Which lines of the data hold the word "engine"? Copy all of them.

━━━━━ Supplied data

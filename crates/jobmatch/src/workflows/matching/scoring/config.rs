use serde::{Deserialize, Serialize};

/// Rubric configuration for ranking candidate jobs.
#[derive(Debug, Clone, PartialEq, Serialize, Deserialize)]
pub struct ScoringConfig {
    pub points_per_matched_skill: i16,
    pub points_per_keyword_hit: i16,
    pub experience_alignment_points: i16,
    pub recency_window_days: i64,
    pub recency_points: i16,
}
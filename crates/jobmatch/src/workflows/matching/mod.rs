//! Job recommendation and swipe-based shortlisting workflow.
//!
//! The catalog, account directory, shortlist, and application stores are
//! external collaborators reached through the traits in [`stores`]; the
//! engine ranks what they return and the swipe session walks the result one
//! job at a time.

pub mod domain;
pub mod engine;
pub mod router;
pub(crate) mod scoring;
pub mod service;
pub mod session;
pub mod stores;

#[cfg(test)]
mod tests;

pub use domain::{
    ApplicationStatus, EducationEntry, EmploymentType, ExperienceEntry, ExperienceLevel, Job,
    JobApplication, JobId, Role, SalaryRange, UserAccount, UserId,
};
pub use engine::{MatchError, RankedJob, RecommendationBatch, RecommendationEngine};
pub use router::{matching_router, ApiEnvelope};
pub use scoring::{ScoreComponent, ScoreFactor, ScoringConfig};
pub use service::{MatchingService, MatchingServiceError, SessionView};
pub use session::{SessionPhase, SwipeSession};
pub use stores::{
    ApplicationStore, JobCatalog, ShortlistStore, StoreError, UserDirectory, WriteOutcome,
};
use chrono::NaiveDate;

use super::super::domain::{ExperienceLevel, Job, UserAccount};
use super::config::ScoringConfig;
use super::{ScoreComponent, ScoreFactor};

fn normalize(raw: &str) -> String {
    raw.trim().to_ascii_lowercase()
}

pub(crate) fn score_job(
    user: &UserAccount,
    job: &Job,
    config: &ScoringConfig,
    today: NaiveDate,
) -> (Vec<ScoreComponent>, i16) {
    let mut components = Vec::new();
    let mut total_score: i16 = 0;

    let seeker_skills: Vec<String> = user.skills.iter().map(|skill| normalize(skill)).collect();

    let matched_skills = job
        .skills_needed
        .iter()
        .filter(|needed| seeker_skills.iter().any(|skill| skill == &normalize(needed)))
        .count();

    if matched_skills > 0 {
        let score = (matched_skills as i16).saturating_mul(config.points_per_matched_skill);
        components.push(ScoreComponent {
            factor: ScoreFactor::SkillOverlap,
            score,
            notes: format!(
                "matched {matched_skills} of {} required skills",
                job.skills_needed.len()
            ),
        });
        total_score = total_score.saturating_add(score);
    } else {
        components.push(ScoreComponent {
            factor: ScoreFactor::SkillOverlap,
            score: 0,
            notes: "no overlap with required skills".to_string(),
        });
    }

    let haystack = format!("{} {}", normalize(&job.title), normalize(&job.description));
    let keyword_hits = seeker_skills
        .iter()
        .filter(|skill| !skill.is_empty() && haystack.contains(skill.as_str()))
        .count();

    if keyword_hits > 0 {
        let score = (keyword_hits as i16).saturating_mul(config.points_per_keyword_hit);
        components.push(ScoreComponent {
            factor: ScoreFactor::KeywordRelevance,
            score,
            notes: format!("{keyword_hits} profile skill(s) appear in the posting text"),
        });
        total_score = total_score.saturating_add(score);
    }

    let seeker_level = ExperienceLevel::for_months(user.experience_months());
    if seeker_level == job.experience_level {
        components.push(ScoreComponent {
            factor: ScoreFactor::ExperienceAlignment,
            score: config.experience_alignment_points,
            notes: format!("experience matches the {} posting", job.experience_level.label()),
        });
        total_score = total_score.saturating_add(config.experience_alignment_points);
    } else if seeker_level > job.experience_level {
        let score = config.experience_alignment_points / 2;
        components.push(ScoreComponent {
            factor: ScoreFactor::ExperienceAlignment,
            score,
            notes: format!("exceeds the {} posting", job.experience_level.label()),
        });
        total_score = total_score.saturating_add(score);
    } else {
        components.push(ScoreComponent {
            factor: ScoreFactor::ExperienceAlignment,
            score: 0,
            notes: format!("below the {} posting", job.experience_level.label()),
        });
    }

    let age_days = (today - job.created_at.date_naive()).num_days();
    if (0..=config.recency_window_days).contains(&age_days) {
        components.push(ScoreComponent {
            factor: ScoreFactor::Recency,
            score: config.recency_points,
            notes: format!(
                "posted {age_days} day(s) ago, within the {}-day window",
                config.recency_window_days
            ),
        });
        total_score = total_score.saturating_add(config.recency_points);
    }

    (components, total_score)
}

━━━━━━━━━━

### Answer to this problem
//! engine ranks what they return and the swipe session walks the result one
pub mod engine;
pub use engine::{MatchError, RankedJob, RecommendationBatch, RecommendationEngine};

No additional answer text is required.